NEW YORK, April 7 (UPI) -- The original manuscript of Don McLean's "American Pie" sold Tuesday for $1.2 million at an auction at Christie's in New York.
The manuscript included 16 pages of notes and lyrics for the iconic 1971 rock song, which famously includes the words "the day the music died."
Tom Lecky, Christy's head of books and manuscripts, said "American Pie" was the third most expensive American literary manuscript to sell at auction.
"This result is a testament to the creative genius of Don McLean and to the song's ability to still engage and inspire," Lecky said in a statement.
The meaning behind the song's lyrics have been widely discussed over the years. McLean, 69, has only said that the song's opening lines refer to the plane crash that killed Buddy Holly and Ritchie Valens.
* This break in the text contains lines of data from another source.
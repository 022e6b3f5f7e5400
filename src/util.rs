//! Extra utilities for use elsewhere in the crate.

use env_logger::Env;
use time::{Date, Month, OffsetDateTime};

use crate::error::{CornerError, CornerResult};

/// The first instant of the month and the first instant of the month after,
/// both in UTC.
pub fn month_window(month: u8, year: i32) -> CornerResult<(OffsetDateTime, OffsetDateTime)> {
    let month = Month::try_from(month).map_err(|_| CornerError::InvalidMonth(month.into()))?;
    let start = first_of_month(year, month)?;
    let next_year = if month == Month::December {
        year.checked_add(1).ok_or(CornerError::InvalidDate {
            year,
            month: month as u8,
        })?
    } else {
        year
    };
    let end = first_of_month(next_year, month.next())?;

    Ok((start, end))
}

fn first_of_month(year: i32, month: Month) -> CornerResult<OffsetDateTime> {
    Date::from_calendar_date(year, month, 1)
        .map(|date| date.midnight().assume_utc())
        .map_err(|_| CornerError::InvalidDate {
            year,
            month: month as u8,
        })
}

/// Narrows a month number from an outer surface, rejecting anything that
/// isn't 1 through 12.
pub fn month_number(month: i64) -> CornerResult<u8> {
    u8::try_from(month)
        .ok()
        .filter(|month| (1..=12).contains(month))
        .ok_or(CornerError::InvalidMonth(month))
}

pub fn month_name(month: u8) -> CornerResult<String> {
    Month::try_from(month)
        .map(|month| month.to_string())
        .map_err(|_| CornerError::InvalidMonth(month.into()))
}

/// Logs to stderr at `info` unless `RUST_LOG` says otherwise.
pub fn init_logging() {
    env_logger::Builder::from_env(Env::default().default_filter_or("info")).init();
}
But he told Christie's ahead of the auction that the song, which runs for more than eight minutes, refers to the decline of American culture.
"Basically, in 'American Pie' things are heading in the wrong direction," he said. "It is becoming less ideal, less idyllic. I don't know whether you consider that wrong or right, but it is a morality song in a sense."
"I was around in 1970 and now I am around in 2015," he added. "There is no poetry and very little romance in anything anymore, so it is really like the last phase of 'American Pie.'"
The manuscript was purchased by an anonymous bidder.